In every workout I do, there is inevitably a less than ideal reaction from the inside. Even if I do well, I question if I somehow miscounted my reps. Or, I qualify this success with thoughts like, well this workout had my strongest movement, or I’m really short so it favored me. Or, if this workout had my weakness in it I would not have done so well. If I do poorly, the response is even worse. I think this mental struggle inevitably holds me back in workouts. If someone is going to get negative feedback regardless of their performance, it is highly unlikely they will want to give their absolute best effort. What’s the point?

17.3 provided a workout format where trying my best would be objectively observable. I knew where my capabilities lied, and if I could perform, it would be an inherently positive outcome. There would be no way for me to qualify this otherwise. There was also no pressure that I would let those around me down if I performed. Everyone (including me) would know I tried my best. And I would not have to second guess my efforts.

This test yielded what I am assessing as my proudest athletic moment to date. I finally achieved 155#, not just once, but the prescribed nine times in the workout. I even got it on the first attempt, which has never happened for me on this lift. The reason being, the above doubts, fears, and comparisons were taken away for me. I did not have to fight myself. I did not have to fear my own feedback. I did not have to worry (whether it be unfounded or not) about letting others down. My exact abilities were known, and all I had to do was let myself achieve them and I would not have to suffer my usual defeating, demoralizing feedback which yields sadness and internal dissonance day in and day out.

So, what did this workout teach me? I am limited by comparing and an inherently negative view of myself as an athlete and my efforts. While I have known this for some time, it is so helpful to have it displayed in a way that I cannot argue against. This is not to say I do not have physical attributes as an athlete I need to continue to develop. However, it does show that learning to avoid comparing and a never-ending cycle of negative feedback after everything I do in the gym, will allow me the opportunity to truly physically perform at my best.

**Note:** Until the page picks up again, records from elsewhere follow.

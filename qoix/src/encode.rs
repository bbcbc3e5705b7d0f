use crate::{
    cache::{CachePolicy, ColorCache},
    consts::*,
    error::WriteIoSnafu,
    utils::{chained_run_digits, pixel_diff},
    Format, NoProgress, Pixel, PixelSource, Progress, Result,
};
use itertools::Itertools;
use snafu::ResultExt;
use std::io::Write;

#[derive(Debug, Clone, Copy, PartialEq, Eq)]
pub enum EncodeStatus {
    Complete,
    /// [`Progress`] requested an abort. The output holds an incomplete stream.
    Aborted,
}

/// Per-image encoder state.
#[derive(Debug, Clone)]
pub struct QoiEncodeContext {
    format: Format,
    prev: Pixel,
    cache: ColorCache,
    /// Pending repetitions of `prev` not yet written.
    run: u32,
    pixels_seen: usize,
}

impl QoiEncodeContext {
    pub const fn new(format: Format) -> Self {
        Self {
            format,
            prev: Pixel::OPAQUE_BLACK,
            cache: ColorCache::new(format.cache),
            run: 0,
            pixels_seen: 0,
        }
    }

    #[inline]
    pub fn format(&self) -> &Format {
        &self.format
    }

    pub fn encode<W: Write>(format: Format, source: &PixelSource, w: W) -> Result<()> {
        let mut ctx = QoiEncodeContext::new(format);
        ctx.encode_with_progress(source, w, NoProgress)?;

        Ok(())
    }

    pub fn encode_to_vec(format: Format, source: &PixelSource) -> Result<Vec<u8>> {
        let pixel_count = source.width() as usize * source.height() as usize;
        let mut w = Vec::with_capacity(QOI_HEADER_SIZE + pixel_count + QOI2_END_MARKER.len());
        QoiEncodeContext::encode(format, source, &mut w)?;

        Ok(w)
    }

    /// Writes the header, all pixels and the trailer of `source`.
    ///
    /// `progress` is consulted before each row. If it aborts, nothing more is written, not even
    /// a pending run.
    pub fn encode_with_progress<W, P>(
        &mut self,
        source: &PixelSource,
        mut w: W,
        mut progress: P,
    ) -> Result<EncodeStatus>
    where
        W: Write,
        P: Progress,
    {
        source.header().write(&self.format, &mut w)?;

        let rows = source.pixels().chunks(source.width() as usize);
        for (row, pixels) in (&rows).into_iter().enumerate() {
            if progress.row_started(row as u32, source.height()).is_break() {
                log::debug!("encoding aborted at row {row}");
                return Ok(EncodeStatus::Aborted);
            }

            for pixel in pixels {
                self.encode_pixel(pixel, &mut w)?;
            }
        }

        self.finish(w)?;

        Ok(EncodeStatus::Complete)
    }

    /// Encodes one pixel. Repeated pixels are held back until the run ends or [`finish`] is
    /// called.
    ///
    /// [`finish`]: Self::finish
    pub fn encode_pixel<W: Write>(&mut self, pixel: Pixel, mut w: W) -> Result<()> {
        macro_rules! w {
            ($bytes:expr) => {
                w.write_all($bytes).context(WriteIoSnafu)
            };
        }

        let first = self.pixels_seen == 0;
        self.pixels_seen += 1;

        if pixel == self.prev {
            self.run += 1;
            if self.format.run_multiplier.is_none() && self.run == u32::from(self.format.max_run) {
                self.flush_run(&mut w)?;
            }

            // QOI2 only records a repeated pixel if it is the very first one
            if first && self.cache.policy() == CachePolicy::Recent {
                self.cache.observe(pixel);
            }
            return Ok(());
        }

        self.flush_run(&mut w)?;
        let prev = core::mem::replace(&mut self.prev, pixel);

        if let Some(slot) = self.cache.find(pixel) {
            // already in the color table
            return w!(&[QOI_OP_INDEX | slot]);
        }

        let [r_diff, g_diff, b_diff, a_diff] = pixel_diff(pixel, prev);
        let Pixel { r, g, b, a } = pixel;

        if !self.format.extended_ops {
            if a_diff != 0 {
                w!(&[QOI_OP_RGBA, r, g, b, a])?;
            } else if let Some(byte) = small_diff(r_diff, g_diff, b_diff) {
                w!(&[byte])?;
            } else if let Some(bytes) = luma(r_diff, g_diff, b_diff) {
                w!(&bytes)?;
            } else {
                w!(&[QOI_OP_RGB, r, g, b])?;
            }
        } else if a_diff == 0 {
            if let Some(byte) = small_diff(r_diff, g_diff, b_diff) {
                w!(&[byte])?;
            } else if let Some(bytes) = luma(r_diff, g_diff, b_diff) {
                w!(&bytes)?;
            } else if let Some(bytes) = delta(r_diff, g_diff, b_diff, 0) {
                w!(&bytes)?;
            } else {
                w!(&[QOI_OP_RGB, r, g, b])?;
            }
        } else if pixel.same_rgb(prev) {
            w!(&[QOI2_OP_A, a])?;
        } else if let Some(bytes) = delta(r_diff, g_diff, b_diff, a_diff) {
            w!(&bytes)?;
        } else {
            w!(&[QOI_OP_RGBA, r, g, b, a])?;
        }

        self.cache.observe(pixel);

        Ok(())
    }

    /// Writes any pending run and the end marker.
    pub fn finish<W: Write>(&mut self, mut w: W) -> Result<()> {
        self.flush_run(&mut w)?;

        if let Some(marker) = self.format.end_marker {
            w.write_all(&marker).context(WriteIoSnafu)?;
        }

        Ok(())
    }

    fn flush_run<W: Write>(&mut self, mut w: W) -> Result<()> {
        if self.run == 0 {
            return Ok(());
        }

        match self.format.run_multiplier {
            None => {
                w.write_all(&[QOI_OP_RUN | (self.run - 1) as u8])
                    .context(WriteIoSnafu)?;
            }
            Some(_) => {
                for value in chained_run_digits(self.run, u32::from(self.format.max_run)) {
                    w.write_all(&[QOI_OP_RUN | value]).context(WriteIoSnafu)?;
                }
            }
        }

        log::trace!("run of {} pixels", self.run);
        self.run = 0;

        Ok(())
    }
}

#[inline]
const fn small_diff(r_diff: i8, g_diff: i8, b_diff: i8) -> Option<u8> {
    if matches!((r_diff, g_diff, b_diff), (-2..=1, -2..=1, -2..=1)) {
        Some(
            QOI_OP_DIFF
                | ((r_diff + 2) as u8) << 4
                | ((g_diff + 2) as u8) << 2
                | (b_diff + 2) as u8,
        )
    } else {
        None
    }
}

#[inline]
const fn luma(r_diff: i8, g_diff: i8, b_diff: i8) -> Option<[u8; 2]> {
    let rg_diff = r_diff.wrapping_sub(g_diff);
    let bg_diff = b_diff.wrapping_sub(g_diff);

    if matches!((rg_diff, g_diff, bg_diff), (-8..=7, -32..=31, -8..=7)) {
        Some([
            QOI_OP_LUMA | (g_diff + 32) as u8,
            ((rg_diff + 8) as u8) << 4 | (bg_diff + 8) as u8,
        ])
    } else {
        None
    }
}

#[inline]
const fn delta(r_diff: i8, g_diff: i8, b_diff: i8, a_diff: i8) -> Option<[u8; 3]> {
    if matches!(
        (r_diff, g_diff, b_diff, a_diff),
        (-8..=7, -8..=7, -8..=7, -8..=7)
    ) {
        Some([
            QOI2_OP_DELTA,
            ((r_diff + 8) as u8) << 4 | (g_diff + 8) as u8,
            ((b_diff + 8) as u8) << 4 | (a_diff + 8) as u8,
        ])
    } else {
        None
    }
}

I do not think my potential is yet known, to myself or those around me because of how pervasive my struggle with the mental game is. And 17.3 is proof of this. I think only time will tell as I continue to conquer the mental chink in my armor. At this time, it feels unnatural to do so. It feels forced and insincere. However, I recognize that in a physical sense, muscle memory is hard to break, and new movement patterns are difficult to train, especially when the weight gets heavy. The same is applicable to the mental game. Despite daily efforts to try and intervene, when the pressure gets higher, this struggle will be even more intensified. However, as I keep trying, it will get a little easier each time so next Open season I am as mentally strong as I am physically proficient. 

I am so grateful I had the opportunity to participate in 17.3 and have such a positive experience come from this workout. I think it will be instrumental in the coming year as I continue to develop as an athlete.